Difference between revisions of "TestGuide"

Latest revision as of 23:30, 17 February 2013

Why Write Automated Tests?

Often when a developer is testing code, the goal in mind is to verify that a recently written piece of code works correctly. But good automated tests accomplish much more. Good automated tests primarily serve other people--as living documentation and continuous troubleshooting as the system evolves and grows. The goal of making tests easy to run and understand by others is equally as important as the goal of testing the production code.

Types of Tests

There are many different types of tests. You will very often hear developers use terminology like unit test, integration test, system test, black box test, functional test, characterization test, and more. Often, the same term means something different when used by different people. To avoid semantic arguments, this guide only distinguishes three types of tests: small, medium and large tests. The hope is that these terms are general enough to mean something similar to everyone. This guide will be focusing on small tests.

All Tests

Every test should be stable, independent, and readable.

Stable

Stable tests need to be changed less frequently than unstable tests. Change isn't always avoidable, but stability can be maximized by writing tests that only depend on the public interfaces of the code under test. In this way only interface changes require tests to be modified. For small tests this requirement means only calling public functions and methods. In large tests, this may mean different things depending on the context. In a web application, for example, stability might require only depending on the public HTTP API.

Independent

A test should stand on it's own two feet and be self-contained. No test should depend on another test to run.

Readable

Readability is as important in test code as it is in production code. A test is most likely the first thing a developer will read when they make a change that causes the test to fail. The test itself is then the first and best opportunity to correct a misunderstanding about how the production code works. This observation argues not just for cleanliness of the test code but also for maximum clarity and significance in the test name and its assertion messages.

Small Tests

AKA: Unit tests

Most developers in their day-to-day work will be reading, writing, and running small tests. The small test workflow has a critical impact on a developer's productivity. In order to have the best impact possible, all small tests should be extremely fast, maximally isolated, and portable. The goal is that any developer can run tests after each small change and that any failing test will be as useful as possible in helping to diagnose the problem.

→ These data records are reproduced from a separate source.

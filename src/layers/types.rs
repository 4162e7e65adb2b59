//! Record types for the three synchronized layers.
//!
//! The remote API is loosely typed: ids arrive as strings or numbers,
//! coordinates as numbers or free text, flags as booleans or `"true"`.
//! The lenient deserializers here normalize that once at the edge so the
//! rest of the crate works with fixed shapes.

use serde::{Deserialize, Deserializer, Serialize, Serializer};
use serde_json::Value;
use std::collections::BTreeMap;

use crate::cache::{Layer, LayerRecord};

// ============================================================================
// Equipment (main layer)
// ============================================================================

/// Base unit of the inventory.
#[derive(Debug, Clone, Default, PartialEq, Serialize, Deserialize)]
#[serde(rename_all = "camelCase")]
pub struct EquipmentRecord {
  #[serde(
    default,
    deserialize_with = "lenient_id",
    skip_serializing_if = "Option::is_none"
  )]
  pub electro_id: Option<String>,
  #[serde(
    default,
    deserialize_with = "lenient_id",
    skip_serializing_if = "Option::is_none"
  )]
  pub stop_id: Option<String>,
  #[serde(default, skip_serializing_if = "Option::is_none")]
  pub address: Option<String>,
  #[serde(default, skip_serializing_if = "Option::is_none")]
  pub neighborhood: Option<String>,
  #[serde(default, skip_serializing_if = "Option::is_none")]
  pub area: Option<String>,
  #[serde(default, skip_serializing_if = "Option::is_none")]
  pub status: Option<String>,
  #[serde(default, skip_serializing_if = "Option::is_none")]
  pub model: Option<String>,
  #[serde(default, skip_serializing_if = "Option::is_none")]
  pub latitude: Option<Coordinate>,
  #[serde(default, skip_serializing_if = "Option::is_none")]
  pub longitude: Option<Coordinate>,
  /// Everything else the API sends (feature flags, dates, ...)
  #[serde(flatten)]
  pub extra: BTreeMap<String, Value>,
}

impl EquipmentRecord {
  /// Truthiness of an open attribute such as `hasWifi`.
  pub fn flag(&self, name: &str) -> bool {
    self.extra.get(name).is_some_and(truthy)
  }
}

impl LayerRecord for EquipmentRecord {
  const LAYER: Layer = Layer::Main;

  fn layer_key(&self) -> Option<&str> {
    self.electro_id.as_deref()
  }
}

/// A coordinate as sent by the API: sometimes numeric, sometimes text.
#[derive(Debug, Clone, PartialEq, Serialize, Deserialize)]
#[serde(untagged)]
pub enum Coordinate {
  Number(f64),
  Text(String),
}

impl Coordinate {
  /// Numeric value, or None for placeholders like `""`, `"-"` or `"N/A"`.
  pub fn value(&self) -> Option<f64> {
    let v = match self {
      Coordinate::Number(n) => *n,
      Coordinate::Text(s) => s.trim().replace(',', ".").parse::<f64>().ok()?,
    };
    v.is_finite().then_some(v)
  }
}

// ============================================================================
// Panels layer
// ============================================================================

/// One digital or static panel installation on a piece of equipment.
#[derive(Debug, Clone, Default, PartialEq, Serialize, Deserialize)]
#[serde(rename_all = "camelCase")]
pub struct PanelSpec {
  #[serde(default)]
  pub boxes: u32,
  #[serde(default)]
  pub faces: u32,
  #[serde(default, skip_serializing_if = "Option::is_none")]
  pub position: Option<String>,
  #[serde(rename = "type", default, skip_serializing_if = "Option::is_none")]
  pub panel_type: Option<String>,
  #[serde(default, skip_serializing_if = "Option::is_none")]
  pub brand: Option<String>,
}

#[derive(Debug, Clone, Default, PartialEq, Serialize, Deserialize)]
#[serde(rename_all = "camelCase")]
pub struct PanelRecord {
  #[serde(
    default,
    deserialize_with = "lenient_id",
    skip_serializing_if = "Option::is_none"
  )]
  pub electro_id: Option<String>,
  #[serde(default, skip_serializing_if = "Option::is_none")]
  pub digital: Option<PanelSpec>,
  #[serde(rename = "static", default, skip_serializing_if = "Option::is_none")]
  pub static_panel: Option<PanelSpec>,
  #[serde(default, deserialize_with = "lenient_bool")]
  pub has_digital: bool,
  #[serde(default, deserialize_with = "lenient_bool")]
  pub has_static: bool,
  #[serde(default)]
  pub total_panels: u32,
}

impl PanelRecord {
  /// Digital presence, falling back to the sub-object when the flag is unset.
  pub fn digital_present(&self) -> bool {
    self.has_digital || self.digital.as_ref().is_some_and(|p| p.boxes > 0)
  }

  pub fn static_present(&self) -> bool {
    self.has_static || self.static_panel.as_ref().is_some_and(|p| p.boxes > 0)
  }
}

impl LayerRecord for PanelRecord {
  const LAYER: Layer = Layer::Panels;

  fn layer_key(&self) -> Option<&str> {
    self.electro_id.as_deref()
  }
}

// ============================================================================
// Partner-program layer
// ============================================================================

/// Partner-program client. Unknown identifiers are kept verbatim.
#[derive(Debug, Clone, Default, PartialEq, Eq, Hash)]
pub enum PartnerClient {
  Claro,
  Eletromidia,
  #[default]
  Unknown,
  Other(String),
}

impl PartnerClient {
  pub fn as_str(&self) -> &str {
    match self {
      PartnerClient::Claro => "claro",
      PartnerClient::Eletromidia => "eletromidia",
      PartnerClient::Unknown => "",
      PartnerClient::Other(s) => s,
    }
  }
}

impl From<&str> for PartnerClient {
  fn from(s: &str) -> Self {
    match s.trim().to_lowercase().as_str() {
      "" => PartnerClient::Unknown,
      "claro" => PartnerClient::Claro,
      "eletromidia" => PartnerClient::Eletromidia,
      _ => PartnerClient::Other(s.trim().to_string()),
    }
  }
}

impl Serialize for PartnerClient {
  fn serialize<S: Serializer>(&self, serializer: S) -> Result<S::Ok, S::Error> {
    serializer.serialize_str(self.as_str())
  }
}

impl<'de> Deserialize<'de> for PartnerClient {
  fn deserialize<D: Deserializer<'de>>(deserializer: D) -> Result<Self, D::Error> {
    let value = Option::<String>::deserialize(deserializer)?;
    Ok(value.as_deref().map(PartnerClient::from).unwrap_or_default())
  }
}

#[derive(Debug, Clone, Default, PartialEq, Serialize, Deserialize)]
#[serde(rename_all = "camelCase")]
pub struct PartnerRecord {
  #[serde(
    default,
    deserialize_with = "lenient_id",
    skip_serializing_if = "Option::is_none"
  )]
  pub stop_id: Option<String>,
  #[serde(default, deserialize_with = "lenient_bool")]
  pub enabled: bool,
  #[serde(default)]
  pub client: PartnerClient,
}

impl LayerRecord for PartnerRecord {
  const LAYER: Layer = Layer::Partner;

  fn layer_key(&self) -> Option<&str> {
    self.stop_id.as_deref()
  }
}

// ============================================================================
// Lenient field decoding
// ============================================================================

/// Accept string or numeric ids; empty strings count as missing.
fn lenient_id<'de, D>(deserializer: D) -> Result<Option<String>, D::Error>
where
  D: Deserializer<'de>,
{
  let value = Option::<Value>::deserialize(deserializer)?;
  Ok(match value {
    Some(Value::String(s)) if !s.trim().is_empty() => Some(s.trim().to_string()),
    Some(Value::Number(n)) => Some(n.to_string()),
    _ => None,
  })
}

fn lenient_bool<'de, D>(deserializer: D) -> Result<bool, D::Error>
where
  D: Deserializer<'de>,
{
  let value = Option::<Value>::deserialize(deserializer)?;
  Ok(value.as_ref().is_some_and(truthy))
}

fn truthy(value: &Value) -> bool {
  match value {
    Value::Bool(b) => *b,
    Value::Number(n) => n.as_f64().is_some_and(|v| v != 0.0),
    Value::String(s) => matches!(
      s.trim().to_lowercase().as_str(),
      "true" | "1" | "sim" | "yes" | "s"
    ),
    _ => false,
  }
}

#[cfg(test)]
mod tests {
  use super::*;
  use serde_json::json;

  #[test]
  fn test_equipment_accepts_numeric_ids_and_keeps_extra_fields() {
    let record: EquipmentRecord = serde_json::from_value(json!({
      "electroId": 1516,
      "stopId": "",
      "address": "Rua Augusta, 100",
      "latitude": "-23,55",
      "longitude": -46.63,
      "hasWifi": "true"
    }))
    .unwrap();

    assert_eq!(record.electro_id.as_deref(), Some("1516"));
    assert_eq!(record.stop_id, None);
    assert_eq!(record.latitude.as_ref().and_then(Coordinate::value), Some(-23.55));
    assert!(record.flag("hasWifi"));
    assert!(!record.flag("hasUsb"));
  }

  #[test]
  fn test_coordinate_placeholders_have_no_value() {
    assert_eq!(Coordinate::Text("-".into()).value(), None);
    assert_eq!(Coordinate::Text("N/A".into()).value(), None);
    assert_eq!(Coordinate::Text(String::new()).value(), None);
    assert_eq!(Coordinate::Number(f64::NAN).value(), None);
  }

  #[test]
  fn test_partner_client_categories() {
    let record: PartnerRecord = serde_json::from_value(json!({
      "stopId": "S1", "enabled": 1, "client": "CLARO"
    }))
    .unwrap();
    assert!(record.enabled);
    assert_eq!(record.client, PartnerClient::Claro);

    let other: PartnerRecord = serde_json::from_value(json!({
      "stopId": "S2", "enabled": "false", "client": "Acme"
    }))
    .unwrap();
    assert!(!other.enabled);
    assert_eq!(other.client, PartnerClient::Other("Acme".into()));

    let missing: PartnerRecord = serde_json::from_value(json!({ "stopId": "S3" })).unwrap();
    assert_eq!(missing.client, PartnerClient::Unknown);
  }

  #[test]
  fn test_panel_presence_falls_back_to_sub_objects() {
    let record: PanelRecord = serde_json::from_value(json!({
      "electroId": "E1",
      "digital": { "boxes": 2, "faces": 4, "type": "LED" },
      "totalPanels": 2
    }))
    .unwrap();
    assert!(!record.has_digital);
    assert!(record.digital_present());
    assert!(!record.static_present());
    assert_eq!(record.digital.unwrap().panel_type.as_deref(), Some("LED"));
  }
}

Example: Unit tests that test application logic of each class fall under this category.

Speed

Small tests should not take longer than 1/10th of a second to run--and on average they should run much faster than that [Feathers 2005]. The idea is that a developer can get feedback on the effects of a code change in a few seconds. How do we make sure small tests run this fast? There are a few rules to follow. [Feathers 2005]

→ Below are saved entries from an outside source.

//! Persistent caches for the synchronized layers and the derived marker set.
//!
//! Both stores are best-effort: losing either is safe because everything
//! can be rebuilt from the remote API.
//! - `storage`: one partition per layer plus per-layer sync timestamps
//! - `markers`: the map marker set, keyed by a dataset fingerprint

mod markers;
mod storage;
mod traits;

pub use markers::{MapViewState, MarkerCache};
pub use storage::{LayerStore, NoopLayerStore, SqliteLayerStore, LAYER_STALE_HOURS};
pub use traits::{Layer, LayerRecord};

Small tests do not talk to a database.
Small tests do not touch the file system.
Small tests do not communicate across a network.

It's not that these are bad things to do in tests. It's just that tests that cover these areas take too long to provide feedback. Hence, they are the province of medium and large tests and are run as part of a larger development cycle.

Isolation

Small tests should test at the finest granularity of all sizes of tests. This ensures that it is very easy to find the exact source of a problem when tests fail--perhaps just from the name of the test itself. Isolation can be achieved by having only one concept per test. Often, this means only one function in only one class should be tested at a time. In practice, if a small test restricts itself to one feature of a few collaborating classes from the same package, it may be sufficiently isolated. Again, sufficient isolation means that it is very easy for a developer to find the source of the problem when a test fails.

Portability

Small tests should be able to be run by any developer without requiring more hardware resources than it takes to develop.

Medium Tests

AKA: Functional Tests

Medium-sized tests are less isolated and slower to run than small tests, but just as portable. The medium testing level is where we can bring in real dependencies like database, file system, or hypervisor interaction. It is also acceptable to employ fake dependencies to isolate a subsystem for testing. Medium tests should not require a full deployment of the system under test. So, for example, medium tests might require a local sqlite database, but must not require a mysql server installation. In this way, any developer can run medium tests locally, but not as frequently as small tests because they are not expected to run as fast.

There are a lot of different approaches that fit under the category of medium testing. But too much testing at this level risks making the system hard to change and duplicating effort. Therefore, a project-specific strategy is required to make medium tests most effective.

Example: Functional tests where the the app is broken down according to functional components and each component is tested for it's behavior and interaction are good candidates for Medium tests.

Large Tests

AKA: Integration Tests

Large tests focus on end-to-end functionality of the entire system in a realistic deployment. In general no test fakes are allowed in large tests. Large tests are the costliest tests to run, both in terms of time and hardware resources. As such, it is not expected that every developer can run large tests directly. However, large tests should be run against trunk as frequently as possible in an automated fashion and if possible, developers should be given appropriate tools to trigger large test runs on development branches. Large tests are highly dependent upon the installation against which they're running. Large tests are expected to be capable of testing multiple systems functioning together (i.e. Dashboard, Keystone, Glance, and Nova) under a predefined configuration.

Unlike small and medium tests, it is not required that large tests live in the same source repository as the system under test. However, all developers should have access to the large tests so that they can be added and modified along with changes to the system. Indeed all developers share the responsibility of keeping large tests up-to-date.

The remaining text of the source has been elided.